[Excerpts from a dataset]
..............................

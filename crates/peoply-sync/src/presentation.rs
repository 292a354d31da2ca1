//! The presentation collaborator interface: the only thing outside the
//! engine that sees `EventRecord`s. Real Discord delivery is out of scope
//! here; `LoggingPresentation` below is the illustrative stand-in the host
//! program ships with.

use async_trait::async_trait;
use snafu::Snafu;
use tracing::info;

use crate::model::{ChangeKind, EventRecord};

const LOG_TARGET: &str = "sync::presentation";

#[derive(Debug, Snafu)]
pub enum PresentationError {
    #[snafu(display("failed to publish announcement for {event_id}: {details}"))]
    Publish { event_id: String, details: String },
}

pub type PresentationResult<T> = std::result::Result<T, PresentationError>;

/// Implemented by whatever renders and delivers announcements for a
/// reconciled event. The engine never calls this itself; the host program's
/// presentation loop calls `Engine::drain_outbound` and hands each entry
/// here.
#[async_trait]
pub trait Presentation: Send + Sync {
    async fn publish(
        &self,
        record: &EventRecord,
        change: ChangeKind,
    ) -> PresentationResult<()>;
}

/// Renders the Discord announcement text and logs it instead of calling the
/// Discord API. Not a real delivery surface — see module docs.
#[derive(Debug, Default)]
pub struct LoggingPresentation;

impl LoggingPresentation {
    /// `"## 🔔 {title}\n{description}\n__**Når?**__ {when}\n__**Hvor?**__
    /// {place}\n__**Påmelding:**__ {link}\n"`.
    pub fn render(record: &EventRecord) -> String {
        format!(
            "## \u{1F514} {title}\n{description}\n__**N\u{e5}r?**__ {when}\n__**Hvor?**__ {place}\n__**P\u{e5}melding:**__ {link}\n",
            title = record.title,
            description = record.description,
            when = record.start_at,
            place = record.place,
            link = record.link,
        )
    }
}

#[async_trait]
impl Presentation for LoggingPresentation {
    async fn publish(
        &self,
        record: &EventRecord,
        change: ChangeKind,
    ) -> PresentationResult<()> {
        let text = Self::render(record);
        info!(
            target: LOG_TARGET,
            event_id = %record.id,
            change = ?change,
            announcement = %text,
            "publishing announcement"
        );
        Ok(())
    }
}

#[cfg(test)]
mod tests {
    use super::*;

    fn record() -> EventRecord {
        EventRecord {
            id: "e1".to_string(),
            title: "Rust Meetup".to_string(),
            description: "Talks and pizza.".to_string(),
            start_at: "2099-01-01T18:00:00.000Z".to_string(),
            updated_at: "2025-01-01T00:00:00.000Z".to_string(),
            place: "Oslo".to_string(),
            link: "https://peoply.app/events/e1".to_string(),
        }
    }

    #[test]
    fn render_produces_the_expected_announcement_shape() {
        let text = LoggingPresentation::render(&record());
        assert!(text.starts_with("## \u{1F514} Rust Meetup\n"));
        assert!(text.contains("Talks and pizza."));
        assert!(text.contains("__**N\u{e5}r?**__ 2099-01-01T18:00:00.000Z"));
        assert!(text.contains("__**Hvor?**__ Oslo"));
        assert!(text.contains("__**P\u{e5}melding:**__ https://peoply.app/events/e1"));
    }

    #[test_log::test(tokio::test(flavor = "multi_thread"))]
    async fn logging_presentation_publish_never_fails() {
        let presentation = LoggingPresentation;
        let result = presentation.publish(&record(), ChangeKind::New).await;
        assert!(result.is_ok());
    }
}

..............................

# WORK REQUEST
Every line above should be duplicated exactly as it stands.

# WRITTEN RESPONSE
filename crates/peoply-sync/src/presentation.rs
repository 292a354d31da2ca1
//! The presentation collaborator interface: the only thing outside the
//! engine that sees `EventRecord`s. Real Discord delivery is out of scope
//! here; `LoggingPresentation` below is the illustrative stand-in the host
//! program ships with.

use async_trait::async_trait;
use snafu::Snafu;
use tracing::info;

use crate::model::{ChangeKind, EventRecord};

const LOG_TARGET: &str = "sync::presentation";

#[derive(Debug, Snafu)]
pub enum PresentationError {
    #[snafu(display("failed to publish announcement for {event_id}: {details}"))]
    Publish { event_id: String, details: String },
}

pub type PresentationResult<T> = std::result::Result<T, PresentationError>;

/// Implemented by whatever renders and delivers announcements for a
/// reconciled event. The engine never calls this itself; the host program's
/// presentation loop calls `Engine::drain_outbound` and hands each entry
/// here.
#[async_trait]
pub trait Presentation: Send + Sync {
    async fn publish(
        &self,
        record: &EventRecord,
        change: ChangeKind,
    ) -> PresentationResult<()>;
}

/// Renders the Discord announcement text and logs it instead of calling the
/// Discord API. Not a real delivery surface — see module docs.
#[derive(Debug, Default)]
pub struct LoggingPresentation;

impl LoggingPresentation {
    /// `"## 🔔 {title}\n{description}\n__**Når?**__ {when}\n__**Hvor?**__
    /// {place}\n__**Påmelding:**__ {link}\n"`.
    pub fn render(record: &EventRecord) -> String {
        format!(
            "## \u{1F514} {title}\n{description}\n__**N\u{e5}r?**__ {when}\n__**Hvor?**__ {place}\n__**P\u{e5}melding:**__ {link}\n",
            title = record.title,
            description = record.description,
            when = record.start_at,
            place = record.place,
            link = record.link,
        )
    }
}

#[async_trait]
impl Presentation for LoggingPresentation {
    async fn publish(
        &self,
        record: &EventRecord,
        change: ChangeKind,
    ) -> PresentationResult<()> {
        let text = Self::render(record);
        info!(
            target: LOG_TARGET,
            event_id = %record.id,
            change = ?change,
            announcement = %text,
            "publishing announcement"
        );
        Ok(())
    }
}

#[cfg(test)]
mod tests {
    use super::*;

    fn record() -> EventRecord {
        EventRecord {
            id: "e1".to_string(),
            title: "Rust Meetup".to_string(),
            description: "Talks and pizza.".to_string(),
            start_at: "2099-01-01T18:00:00.000Z".to_string(),
            updated_at: "2025-01-01T00:00:00.000Z".to_string(),
            place: "Oslo".to_string(),
            link: "https://peoply.app/events/e1".to_string(),
        }
    }

    #[test]
    fn render_produces_the_expected_announcement_shape() {
        let text = LoggingPresentation::render(&record());
        assert!(text.starts_with("## \u{1F514} Rust Meetup\n"));
        assert!(text.contains("Talks and pizza."));
        assert!(text.contains("__**N\u{e5}r?**__ 2099-01-01T18:00:00.000Z"));
        assert!(text.contains("__**Hvor?**__ Oslo"));
        assert!(text.contains("__**P\u{e5}melding:**__ https://peoply.app/events/e1"));
    }

    #[test_log::test(tokio::test(flavor = "multi_thread"))]
    async fn logging_presentation_publish_never_fails() {
        let presentation = LoggingPresentation;
        let result = presentation.publish(&record(), ChangeKind::New).await;
        assert!(result.is_ok());
    }
}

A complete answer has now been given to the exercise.